Du pain sans peine

Entendre sa voi(e), et attendre sa voi(x)

Femme avec scotch

Maman maman

J’ai longtemps cru qu’aimer c’était avoir mal. Parfois (mais c’est un secret), je le crois toujours.

Lorsque ma mère me frappait, le soir en rentrant du travail, j’avais le sentiment que c’était ainsi. Une gifle ou un coup me rassuraient. C’était comme un métronome, un rituel. Je me souviens que je provoquais. Beaucoup. Je me souviens de ces mots que je prononçais comme à la recherche de la douleur ou de l’objet à lancer sur mon corps. Sauf qu’un soir, mes yeux se remplirent de sang.

En fait de mes yeux, je saignais du front. L’hémoglobine collait mes cils. Je me souviens le regard de A., ma sœur, ses yeux plein de buée et ses lèvres pincées. Je me souviens de mon sourire. Le rouge rayait mon visage. Je souriais comme dans une provocation ultime. Je léchais le sang sur mes lèvres.
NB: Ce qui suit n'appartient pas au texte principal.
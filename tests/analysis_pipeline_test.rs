/// Integration tests for AnalysisPipeline
///
/// Tests cover:
/// - Full session with overlays and upload payload
/// - Degradation when the landmark model cannot be acquired
/// - Aborting on unreadable video
/// - Cancellation mid-batch
mod common;

use assert_matches::assert_matches;
use common::{init_test_logging, pose_with_knee_angle, FakeVideo, ScriptedLoader, Step};
use pose_coach::config::AnalysisConfig;
use pose_coach::errors::{AnalysisError, ExtractionError};
use pose_coach::models::Discipline;
use pose_coach::services::{AnalysisPipeline, AnalysisProgress, NO_POSE_DATA_SUMMARY};
use std::time::Duration;
use tokio_util::sync::CancellationToken;

fn test_config() -> AnalysisConfig {
    AnalysisConfig {
        frame_count: 10,
        frame_width: 160,
        frame_height: 120,
        ..Default::default()
    }
}

fn knee_script() -> Vec<Step> {
    (0..10)
        .map(|i| match i {
            3 => Step::Nothing,
            i if i < 5 => Step::Body(pose_with_knee_angle(95.0)),
            _ => Step::Body(pose_with_knee_angle(160.0)),
        })
        .collect()
}

#[tokio::test]
async fn test_full_session() {
    init_test_logging();
    let pipeline = AnalysisPipeline::new(&test_config());
    let mut video = FakeVideo::new(8.0).playing_at(2.0);
    let loader = ScriptedLoader::Ready(knee_script());
    let mut events = Vec::new();

    let analysis = pipeline
        .run(&mut video, &loader, Discipline::Football, &CancellationToken::new(), |event| {
            events.push(event)
        })
        .await
        .unwrap();

    assert!(analysis.pose_detection_available);
    assert!(analysis.warnings.is_empty());
    assert_eq!(analysis.frames.len(), 10);
    assert_eq!(analysis.annotated_frames.len(), 10);
    assert_eq!(analysis.pose_data.len(), 9);
    assert!(analysis.summary.contains("plant leg too bent"));
    assert!(analysis.summary.contains("plant leg too straight"));

    // Frame 3 had no body and is left untouched; the others carry a skeleton
    assert_eq!(analysis.annotated_frames[3].image, analysis.frames[3].image);
    assert_ne!(analysis.annotated_frames[0].image, analysis.frames[0].image);

    // Player is handed back where the user left it
    assert_eq!(video.position, 2.0);
    assert!(!video.paused);

    let detecting: Vec<usize> = events
        .iter()
        .filter_map(|e| match e {
            AnalysisProgress::DetectingPoses { current, total: 10 } => Some(*current),
            _ => None,
        })
        .collect();
    assert_eq!(detecting, (1..=10).collect::<Vec<_>>());
    assert_eq!(events.first(), Some(&AnalysisProgress::ExtractingFrames { count: 10 }));
    assert_eq!(events.last(), Some(&AnalysisProgress::Summarizing));

    let payload = analysis.upload_payload();
    assert_eq!(payload.images.len(), 10);
    assert_eq!(payload.summary, analysis.summary);
}

#[tokio::test]
async fn test_report_serializes_without_images() {
    let pipeline = AnalysisPipeline::new(&test_config());
    let mut video = FakeVideo::new(8.0);
    let loader = ScriptedLoader::Ready(knee_script());

    let analysis = pipeline
        .run(&mut video, &loader, Discipline::Football, &CancellationToken::new(), |_| {})
        .await
        .unwrap();
    let json = serde_json::to_value(analysis.report()).unwrap();

    assert_eq!(json["discipline"], "football");
    assert_eq!(json["frameCount"], 10);
    assert_eq!(json["poseData"].as_array().unwrap().len(), 9);
    assert_eq!(json["poseData"][0]["frameNumber"], 0);
    assert_eq!(json["sessionId"], analysis.session_id.to_string());
}

#[tokio::test]
async fn test_degrades_when_model_fails_to_load() {
    let pipeline = AnalysisPipeline::new(&test_config());
    let mut video = FakeVideo::new(8.0);

    let analysis = pipeline
        .run(
            &mut video,
            &ScriptedLoader::Broken,
            Discipline::Boxing,
            &CancellationToken::new(),
            |_| {},
        )
        .await
        .unwrap();

    assert!(!analysis.pose_detection_available);
    assert!(analysis.pose_data.is_empty());
    assert_eq!(analysis.frames.len(), 10);
    assert_eq!(analysis.upload_payload().images.len(), 10);
    assert_eq!(analysis.summary, NO_POSE_DATA_SUMMARY);
    assert_eq!(analysis.warnings.len(), 1);
    assert!(analysis.warnings[0].starts_with("Pose detection unavailable"));
}

#[tokio::test(start_paused = true)]
async fn test_degrades_when_model_load_times_out() {
    let pipeline = AnalysisPipeline::new(&test_config());
    let mut video = FakeVideo::new(8.0);
    let loader = ScriptedLoader::Slow(Duration::from_secs(60));

    let analysis = pipeline
        .run(&mut video, &loader, Discipline::Football, &CancellationToken::new(), |_| {})
        .await
        .unwrap();

    assert!(!analysis.pose_detection_available);
    assert!(analysis.warnings[0].starts_with("Pose detection unavailable"));
}

#[tokio::test]
async fn test_unreadable_video_aborts() {
    let pipeline = AnalysisPipeline::new(&test_config());
    let mut video = FakeVideo::new(8.0);
    video.duration = None;

    let err = pipeline
        .run(
            &mut video,
            &ScriptedLoader::Ready(knee_script()),
            Discipline::Football,
            &CancellationToken::new(),
            |_| {},
        )
        .await
        .unwrap_err();

    assert_matches!(err, AnalysisError::Extraction(ExtractionError::DurationUnavailable));
    assert!(err.user_message().starts_with("Could not read video"));
    assert!(err.is_retryable());
}

#[tokio::test]
async fn test_cancel_mid_batch() {
    let pipeline = AnalysisPipeline::new(&test_config());
    let mut video = FakeVideo::new(8.0);
    let cancel = CancellationToken::new();
    let trigger = cancel.clone();

    let result = pipeline
        .run(
            &mut video,
            &ScriptedLoader::Ready(knee_script()),
            Discipline::Football,
            &cancel,
            |event| {
                if let AnalysisProgress::DetectingPoses { current: 4, .. } = event {
                    trigger.cancel();
                }
            },
        )
        .await;

    assert_matches!(result, Err(AnalysisError::Cancelled));
}

#[tokio::test]
async fn test_no_body_anywhere_warns() {
    let pipeline = AnalysisPipeline::new(&test_config());
    let mut video = FakeVideo::new(8.0);

    let analysis = pipeline
        .run(
            &mut video,
            &ScriptedLoader::Ready(Vec::new()),
            Discipline::Generic,
            &CancellationToken::new(),
            |_| {},
        )
        .await
        .unwrap();

    assert!(analysis.pose_detection_available);
    assert_eq!(analysis.summary, NO_POSE_DATA_SUMMARY);
    assert_eq!(analysis.warnings, vec!["No body was detected in any analyzed frame."]);
}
Je souriais à ma mère qui venait de m’envoyer un pain de plus d’un kilo dans le visage.

Mon sourire était mon lance flamme : « Je suis toujours en vie Maman ». Elle était la femme que j’aimais le plus au monde et chaque soir, elle pulvérisait mon âme. Le lendemain j’irais au collège. Le lendemain je raconterais la chute dans l’escalier au CPE à moustache et aux faux curieux.

Je t’aime, je saigne

J’ai cru jusqu’à presque 36 ans qu’exister c’était avoir mal … qu’aimer c’était souffrir. J’ai construit mon rapport à l’amour comme une une dualité entre masochisme et sadisme. « Si tu me fais mal, c’est sûr que tu m’aimes ». J’ai cru que l’autre devait m’aimer dans ce qu’il pouvait endommager mon moi. J’ai cru que pour être aimée, il fallait davantage aimer l’autre que soi. J’ai cru qu’avoir mal c’était la certitude de l’amour. Alors j’ai fait saigner mon corps, moi aussi. Je l’ai affamé. Je devenais amour. Mes premiers copains ont souffert. Mimétisme ou symétrie ? Je faisais mal. Très mal. C’était comme ça qu’il fallait aimer. Maman m’avait montré. Je n’aimais pas les hommes. J’aimais qu’ils m’aiment. J’aimais qu’ils me trouvent belle et j’aimais leur faire mal. Je me sentais en vie. Aucun mec n’a jamais déconstruit ou compris sauf certains psychiatres aguerris.

Femme sans flamme

J’ai avancé dans une existence hétérosexuelle en construisant un rapport de force avec les hommes. J’ai menti, pleuré, hurlé. Le dimanche je faisais l’amour avec des femmes. Ma mère, elle, était à la messe. Le feu. Je n’avais pas mal et plus envie d’avoir mal. Paradoxalement ce feu ne brulait pas. Il rendait vivante. Avec les femmes je n’avais plus mal sur l’instant. Le souvenir qui devient mimétisme finit par balancer ses relents.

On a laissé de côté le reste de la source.